He says of himself, "I had expected pleasure from the invention of arguments, from the arrangement of them, from the putting of them together, and from the thought, in the interim, that I was engaged in an innocent contest for literary honor; but all my pleasures were damped by the facts which were now continually before me."
"It was but one gloomy subject from morning till night; in the daytime I was uneasy, in the night I had little rest; I sometimes never closed my eyelids for grief."
It became not now so much a trial for academical reputation as to write a work which should be useful to Africa. It is not surprising that a work written under the force of such feelings should have gained the prize, as it did. Clarkson was summoned from London to Cambridge, to deliver his prize essay publicly. He says of himself, on returning to London, "The subject of it almost wholly engrossed my thoughts. I became at times very seriously affected while on the road. I stopped my horse occasionally, dismounted, and walked."
"I frequently tried to persuade myself that the contents of my essay could not be true; but the more I reflected on the authorities on which they were founded, the more I gave them credit. Coming in sight of Wade's Mill, in Hertfordshire, I sat down disconsolate on the turf by the roadside, and held my horse. Here a thought came into my mind, that if the contents of the essay were true, it was time that somebody should see these calamities to an end."
These reflections, as it appears, were put off for a while, but returned again.
This young and noble heart was of a kind that could not comfort itself so easily for a brother's sorrow as many do.
He says of himself, "In the course of the autumn of the same year, I walked frequently into the woods, that I might think of the subject in solitude, and find relief to my mind there; but there the question still recurred, 'Are these things true?' Still, the answer followed as instantaneously, 'They are;' still the result accompanied it—surely some person should interfere. I began to envy those who had seats in Parliament, riches, and widely-extended connections, which would enable them to take up this cause.
"Finding scarcely any one, at the time, who thought of it, I was turned frequently to myself; but here many difficulties arose. It struck me, among others, that a young man only twenty-four years of age could not have that solid judgment, or that knowledge of men, manners, and things, which were requisite to qualify him to undertake a task of such magnitude and importance; and with whom was I to unite? I believed, also, that it looked so much like one of the feigned labors of Hercules, that my understanding would be suspected if I proposed it."

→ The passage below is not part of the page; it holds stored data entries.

use charbot_core::admin::AdminAllowList;

/// Server configuration loaded from environment variables.
///
/// All fields have sensible defaults suitable for local development.
/// In production, override via environment variables.
#[derive(Debug, Clone)]
pub struct ServerConfig {
    /// Bind address (default: `0.0.0.0`).
    pub host: String,
    /// Bind port (default: `8000`).
    pub port: u16,
    /// HTTP request timeout in seconds (default: `30`).
    pub request_timeout_secs: u64,
    /// How long shutdown waits for in-flight updates, in seconds (default: `10`).
    pub shutdown_timeout_secs: u64,
}

impl ServerConfig {
    /// Load configuration from environment variables with defaults.
    ///
    /// | Env Var                 | Default   |
    /// |-------------------------|-----------|
    /// | `HOST`                  | `0.0.0.0` |
    /// | `PORT`                  | `8000`    |
    /// | `REQUEST_TIMEOUT_SECS`  | `30`      |
    /// | `SHUTDOWN_TIMEOUT_SECS` | `10`      |
    pub fn from_env() -> Self {
        let host = std::env::var("HOST").unwrap_or_else(|_| "0.0.0.0".into());

        let port: u16 = std::env::var("PORT")
            .unwrap_or_else(|_| "8000".into())
            .parse()
            .expect("PORT must be a valid u16");

        let request_timeout_secs: u64 = std::env::var("REQUEST_TIMEOUT_SECS")
            .unwrap_or_else(|_| "30".into())
            .parse()
            .expect("REQUEST_TIMEOUT_SECS must be a valid u64");

        let shutdown_timeout_secs: u64 = std::env::var("SHUTDOWN_TIMEOUT_SECS")
            .unwrap_or_else(|_| "10".into())
            .parse()
            .expect("SHUTDOWN_TIMEOUT_SECS must be a valid u64");

        Self {
            host,
            port,
            request_timeout_secs,
            shutdown_timeout_secs,
        }
    }
}

/// How the bot receives updates from Telegram.
#[derive(Debug, Clone, Copy, PartialEq, Eq)]
pub enum BotMode {
    /// Long-poll `getUpdates` from a background task.
    Polling,
    /// Telegram pushes updates to `POST /telegram/webhook`.
    Webhook,
}

impl BotMode {
    pub fn parse(raw: &str) -> Option<Self> {
        match raw.trim().to_ascii_lowercase().as_str() {
            "polling" => Some(Self::Polling),
            "webhook" => Some(Self::Webhook),
            _ => None,
        }
    }
}

/// Telegram bot configuration.
#[derive(Debug, Clone)]
pub struct BotConfig {
    pub token: String,
    pub api_url: String,
    pub admins: AdminAllowList,
    pub mode: BotMode,
    /// Public URL registered with `setWebhook`; required in webhook mode.
    pub webhook_url: Option<String>,
    /// Expected `X-Telegram-Bot-Api-Secret-Token` header value, if any.
    pub webhook_secret: Option<String>,
    pub poll_timeout_secs: u64,
}

impl BotConfig {
    /// Load bot configuration from environment variables.
    ///
    /// | Env Var                   | Default                    |
    /// |---------------------------|----------------------------|
    /// | `TELEGRAM_BOT_TOKEN`      | required                   |
    /// | `TELEGRAM_API_URL`        | `https://api.telegram.org` |
    /// | `ADMIN_IDS`               | empty                      |
    /// | `BOT_MODE`                | `polling`                  |
    /// | `TELEGRAM_WEBHOOK_URL`    | required for `webhook`     |
    /// | `TELEGRAM_WEBHOOK_SECRET` | unset                      |
    /// | `POLL_TIMEOUT_SECS`       | `30`                       |
    pub fn from_env() -> Self {
        let token = std::env::var("TELEGRAM_BOT_TOKEN").expect("TELEGRAM_BOT_TOKEN must be set");

        let api_url = std::env::var("TELEGRAM_API_URL")
            .unwrap_or_else(|_| "https://api.telegram.org".into());

        let admins = AdminAllowList::parse(&std::env::var("ADMIN_IDS").unwrap_or_default())
            .unwrap_or_else(|e| panic!("ADMIN_IDS is invalid: {e}"));

        let mode = BotMode::parse(&std::env::var("BOT_MODE").unwrap_or_else(|_| "polling".into()))
            .expect("BOT_MODE must be 'polling' or 'webhook'");

        let webhook_url = non_empty_var("TELEGRAM_WEBHOOK_URL");
        if mode == BotMode::Webhook && webhook_url.is_none() {
            panic!("TELEGRAM_WEBHOOK_URL must be set when BOT_MODE=webhook");
        }

        let poll_timeout_secs: u64 = std::env::var("POLL_TIMEOUT_SECS")
            .unwrap_or_else(|_| "30".into())
            .parse()
            .expect("POLL_TIMEOUT_SECS must be a valid u64");

        Self {
            token,
            api_url,
            admins,
            mode,
            webhook_url,
            webhook_secret: non_empty_var("TELEGRAM_WEBHOOK_SECRET"),
            poll_timeout_secs,
        }
    }
}

fn non_empty_var(key: &str) -> Option<String> {
    std::env::var(key)
        .ok()
        .map(|v| v.trim().to_string())
        .filter(|v| !v.is_empty())
}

He, however, resolved to do something for the cause by translating his essay from Latin into English, enlarging and presenting it to the public. Immediately on the publication of this essay he discovered, to his astonishment and delight, that he was not the only one who had been interested in this subject.

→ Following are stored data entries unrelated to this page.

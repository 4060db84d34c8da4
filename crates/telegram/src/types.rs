//! Bot API wire types.
//!
//! Only the fields the bot reads are modelled; serde ignores the rest.

use serde::{Deserialize, Serialize};

/// Envelope every Bot API method responds with.
#[derive(Debug, Deserialize)]
pub struct ApiResponse<T> {
    pub ok: bool,
    pub result: Option<T>,
    pub description: Option<String>,
    pub error_code: Option<i32>,
}

/// An incoming update. Non-message updates carry `message: None`.
#[derive(Debug, Clone, Serialize, Deserialize)]
pub struct Update {
    pub update_id: i64,
    #[serde(default)]
    pub message: Option<Message>,
}

#[derive(Debug, Clone, Serialize, Deserialize)]
pub struct Message {
    pub message_id: i64,
    #[serde(default)]
    pub from: Option<User>,
    pub chat: Chat,
    #[serde(default)]
    pub text: Option<String>,
    #[serde(default)]
    pub caption: Option<String>,
    /// Available sizes of the photo, smallest first.
    #[serde(default)]
    pub photo: Option<Vec<PhotoSize>>,
    #[serde(default)]
    pub reply_to_message: Option<Box<Message>>,
}

impl Message {
    /// The largest available size of the attached photo.
    ///
    /// Each size has its own `file_unique_id`, so always reading the largest
    /// keeps identifiers stable across messages carrying the same image.
    pub fn largest_photo(&self) -> Option<&PhotoSize> {
        self.photo
            .as_deref()?
            .iter()
            .max_by_key(|p| u64::from(p.width) * u64::from(p.height))
    }

    pub fn is_private(&self) -> bool {
        self.chat.kind == ChatKind::Private
    }

    pub fn sender_id(&self) -> Option<i64> {
        self.from.as_ref().map(|u| u.id)
    }
}

#[derive(Debug, Clone, Serialize, Deserialize)]
pub struct User {
    pub id: i64,
    #[serde(default)]
    pub is_bot: bool,
    #[serde(default)]
    pub first_name: String,
    #[serde(default)]
    pub username: Option<String>,
}

#[derive(Debug, Clone, Serialize, Deserialize)]
pub struct Chat {
    pub id: i64,
    #[serde(rename = "type")]
    pub kind: ChatKind,
}

#[derive(Debug, Clone, Copy, PartialEq, Eq, Serialize, Deserialize)]
#[serde(rename_all = "lowercase")]
pub enum ChatKind {
    Private,
    Group,
    Supergroup,
    Channel,
    #[serde(other)]
    Unknown,
}

#[derive(Debug, Clone, Serialize, Deserialize)]
pub struct PhotoSize {
    pub file_id: String,
    /// Stable across bots and time for the same file; used as `photo_ref`.
    pub file_unique_id: String,
    pub width: u32,
    pub height: u32,
    #[serde(default)]
    pub file_size: Option<u64>,
}

/// Entry for `setMyCommands`.
#[derive(Debug, Clone, PartialEq, Eq, Serialize)]
pub struct BotCommand {
    pub command: String,
    pub description: String,
}

impl BotCommand {
    pub fn new(command: &str, description: &str) -> Self {
        Self {
            command: command.to_string(),
            description: description.to_string(),
        }
    }
}

#[derive(Debug, Clone, Copy, PartialEq, Eq, Serialize)]
pub enum ParseMode {
    #[serde(rename = "HTML")]
    Html,
}

/// A text message to send in reply to an incoming one.
#[derive(Debug, Clone, PartialEq, Eq)]
pub struct OutgoingReply {
    pub chat_id: i64,
    pub reply_to_message_id: i64,
    pub text: String,
    pub parse_mode: Option<ParseMode>,
}

#[cfg(test)]
mod tests {
    use super::*;

    fn photo_message_json() -> serde_json::Value {
        serde_json::json!({
            "update_id": 10,
            "message": {
                "message_id": 5,
                "from": { "id": 77, "is_bot": false, "first_name": "Ann" },
                "chat": { "id": 77, "type": "private" },
                "date": 1700000000,
                "caption": "👤 ɴᴀᴍᴇ: Thor\n🆔 ɪᴅ: 7",
                "photo": [
                    { "file_id": "s", "file_unique_id": "small", "width": 90, "height": 90 },
                    { "file_id": "l", "file_unique_id": "large", "width": 1280, "height": 960 },
                    { "file_id": "m", "file_unique_id": "medium", "width": 320, "height": 240 }
                ]
            }
        })
    }

    #[test]
    fn decodes_photo_message() {
        let update: Update = serde_json::from_value(photo_message_json()).unwrap();
        let message = update.message.unwrap();

        assert!(message.is_private());
        assert_eq!(message.sender_id(), Some(77));
        assert_eq!(message.largest_photo().unwrap().file_unique_id, "large");
    }

    #[test]
    fn decodes_unknown_chat_type() {
        let chat: Chat =
            serde_json::from_value(serde_json::json!({ "id": 1, "type": "forum_topic" })).unwrap();
        assert_eq!(chat.kind, ChatKind::Unknown);
    }

    #[test]
    fn non_message_update_has_no_message() {
        let update: Update =
            serde_json::from_value(serde_json::json!({ "update_id": 3, "edited_message": {} }))
                .unwrap();
        assert!(update.message.is_none());
    }

    #[test]
    fn message_without_photo_has_no_largest_photo() {
        let message: Message = serde_json::from_value(serde_json::json!({
            "message_id": 1,
            "chat": { "id": 1, "type": "group" },
            "text": "/name"
        }))
        .unwrap();
        assert!(message.largest_photo().is_none());
        assert!(!message.is_private());
    }

    #[test]
    fn parse_mode_serializes_as_bot_api_name() {
        assert_eq!(serde_json::to_value(ParseMode::Html).unwrap(), "HTML");
    }
}
use std::sync::Arc;

use tokio_util::task::TaskTracker;

use crate::bot::Dispatcher;
use crate::config::ServerConfig;

/// Shared application state available to all Axum handlers via `State<AppState>`.
///
/// This is cheaply cloneable (inner data is behind `Arc` or is already `Clone`).
#[derive(Clone)]
pub struct AppState {
    /// Update router holding the character store and the messenger.
    pub dispatcher: Arc<Dispatcher>,
    /// Tracks per-update tasks so shutdown can wait for them.
    pub tasks: TaskTracker,
    /// Expected `X-Telegram-Bot-Api-Secret-Token` for webhook deliveries.
    pub webhook_secret: Option<Arc<str>>,
    /// Server configuration.
    pub config: Arc<ServerConfig>,
}
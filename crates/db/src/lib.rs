use sqlx::postgres::PgPoolOptions;

pub mod models;
pub mod repositories;
pub mod store;

pub use store::PgCharacterStore;

pub type DbPool = sqlx::PgPool;

/// Create a connection pool from a database URL.
pub async fn create_pool(database_url: &str) -> Result<DbPool, sqlx::Error> {
    PgPoolOptions::new()
        .max_connections(10)
        .connect(database_url)
        .await
}

/// Round-trip a trivial query to confirm the database is reachable.
pub async fn health_check(pool: &DbPool) -> Result<(), sqlx::Error> {
    sqlx::query("SELECT 1").execute(pool).await?;
    Ok(())
}

/// Apply the bundled migrations under `migrations/`.
pub async fn run_migrations(pool: &DbPool) -> Result<(), sqlx::migrate::MigrateError> {
    sqlx::migrate!("./migrations").run(pool).await
}
use crate::store::StoreError;

#[derive(Debug, thiserror::Error)]
pub enum CoreError {
    #[error("Validation failed: {0}")]
    Validation(String),

    #[error("Unauthorized: {0}")]
    Unauthorized(String),

    #[error("Persistence failure: {0}")]
    Persistence(#[from] StoreError),
}
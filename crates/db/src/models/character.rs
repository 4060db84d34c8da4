//! Character row model.

use charbot_core::character::CharacterRecord;
use charbot_core::types::{CharId, DbId};
use chrono::{DateTime, Utc};
use serde::Serialize;
use sqlx::FromRow;

/// A row from the `characters` table.
#[derive(Debug, Clone, FromRow, Serialize)]
pub struct Character {
    pub id: DbId,
    pub name: String,
    pub char_id: CharId,
    pub photo_ref: String,
    pub created_at: DateTime<Utc>,
    pub updated_at: DateTime<Utc>,
}

impl From<Character> for CharacterRecord {
    fn from(row: Character) -> Self {
        CharacterRecord {
            name: row.name,
            char_id: row.char_id,
            photo_ref: row.photo_ref,
        }
    }
}
pub mod character;
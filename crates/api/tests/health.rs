//! Integration tests for the health endpoints and general HTTP behaviour.

mod common;

use std::sync::Arc;

use axum::http::StatusCode;
use charbot_core::memory::MemoryCharacterStore;
use charbot_db::PgCharacterStore;
use common::{body_json, build_test_app, get, test_state, FailingStore, RecordingMessenger};
use sqlx::PgPool;

// ---------------------------------------------------------------------------
// Test: GET /health against a real database reports everything healthy
// ---------------------------------------------------------------------------

#[sqlx::test(migrations = "../db/migrations")]
async fn health_check_returns_ok_with_json(pool: PgPool) {
    let state = test_state(
        Arc::new(PgCharacterStore::new(pool)),
        Arc::new(RecordingMessenger::default()),
        None,
    );
    let response = get(build_test_app(state, false), "/health").await;

    assert_eq!(response.status(), StatusCode::OK);

    let json = body_json(response).await;
    assert_eq!(json["status"], "ok");
    assert_eq!(json["database"], "healthy");
    assert_eq!(json["bot"], "healthy");
    assert!(json["version"].is_string());
    assert!(json["timestamp"].is_string());
}

// ---------------------------------------------------------------------------
// Test: unreachable dependencies degrade the report but still return 200
// ---------------------------------------------------------------------------

#[tokio::test]
async fn health_check_reports_unhealthy_database() {
    let state = test_state(
        Arc::new(FailingStore),
        Arc::new(RecordingMessenger::default()),
        None,
    );
    let response = get(build_test_app(state, false), "/health").await;

    assert_eq!(response.status(), StatusCode::OK);
    let json = body_json(response).await;
    assert_eq!(json["status"], "degraded");
    assert_eq!(json["database"], "unhealthy");
    assert_eq!(json["bot"], "healthy");
}

#[tokio::test]
async fn health_check_reports_unhealthy_bot() {
    let state = test_state(
        Arc::new(MemoryCharacterStore::new()),
        Arc::new(RecordingMessenger::unreachable()),
        None,
    );
    let json = body_json(get(build_test_app(state, false), "/health").await).await;

    assert_eq!(json["status"], "degraded");
    assert_eq!(json["database"], "healthy");
    assert_eq!(json["bot"], "unhealthy");
}

// ---------------------------------------------------------------------------
// Test: GET / is a bare liveness probe
// ---------------------------------------------------------------------------

#[tokio::test]
async fn root_returns_ok() {
    let state = test_state(
        Arc::new(FailingStore),
        Arc::new(RecordingMessenger::unreachable()),
        None,
    );
    let response = get(build_test_app(state, false), "/").await;
    assert_eq!(response.status(), StatusCode::OK);
}

// ---------------------------------------------------------------------------
// Test: unknown route returns 404 and every response carries a request id
// ---------------------------------------------------------------------------

#[tokio::test]
async fn unknown_route_returns_404() {
    let state = test_state(
        Arc::new(MemoryCharacterStore::new()),
        Arc::new(RecordingMessenger::default()),
        None,
    );
    let response = get(build_test_app(state, false), "/this-route-does-not-exist").await;
    assert_eq!(response.status(), StatusCode::NOT_FOUND);
}

#[tokio::test]
async fn response_contains_x_request_id_header() {
    let state = test_state(
        Arc::new(MemoryCharacterStore::new()),
        Arc::new(RecordingMessenger::default()),
        None,
    );
    let response = get(build_test_app(state, false), "/health").await;

    let request_id = response.headers().get("x-request-id");
    assert!(
        request_id.is_some(),
        "Response must contain an x-request-id header"
    );
    let id_str = request_id.unwrap().to_str().unwrap();
    assert_eq!(id_str.len(), 36, "x-request-id should be a UUID string");
}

Being invited to the house of William Dillwyn, one of these friends to the cause, he says, "How surprised was I to learn, in the course of our conversation, of the labors of Granville Sharp, of the writings of Ramsey, and of the controversy in which the latter was engaged! of all which I had hitherto known nothing. How surprised was I to learn that William Dillwyn had, two years before, associated himself with five others for the purpose of enlightening the public mind on this great subject!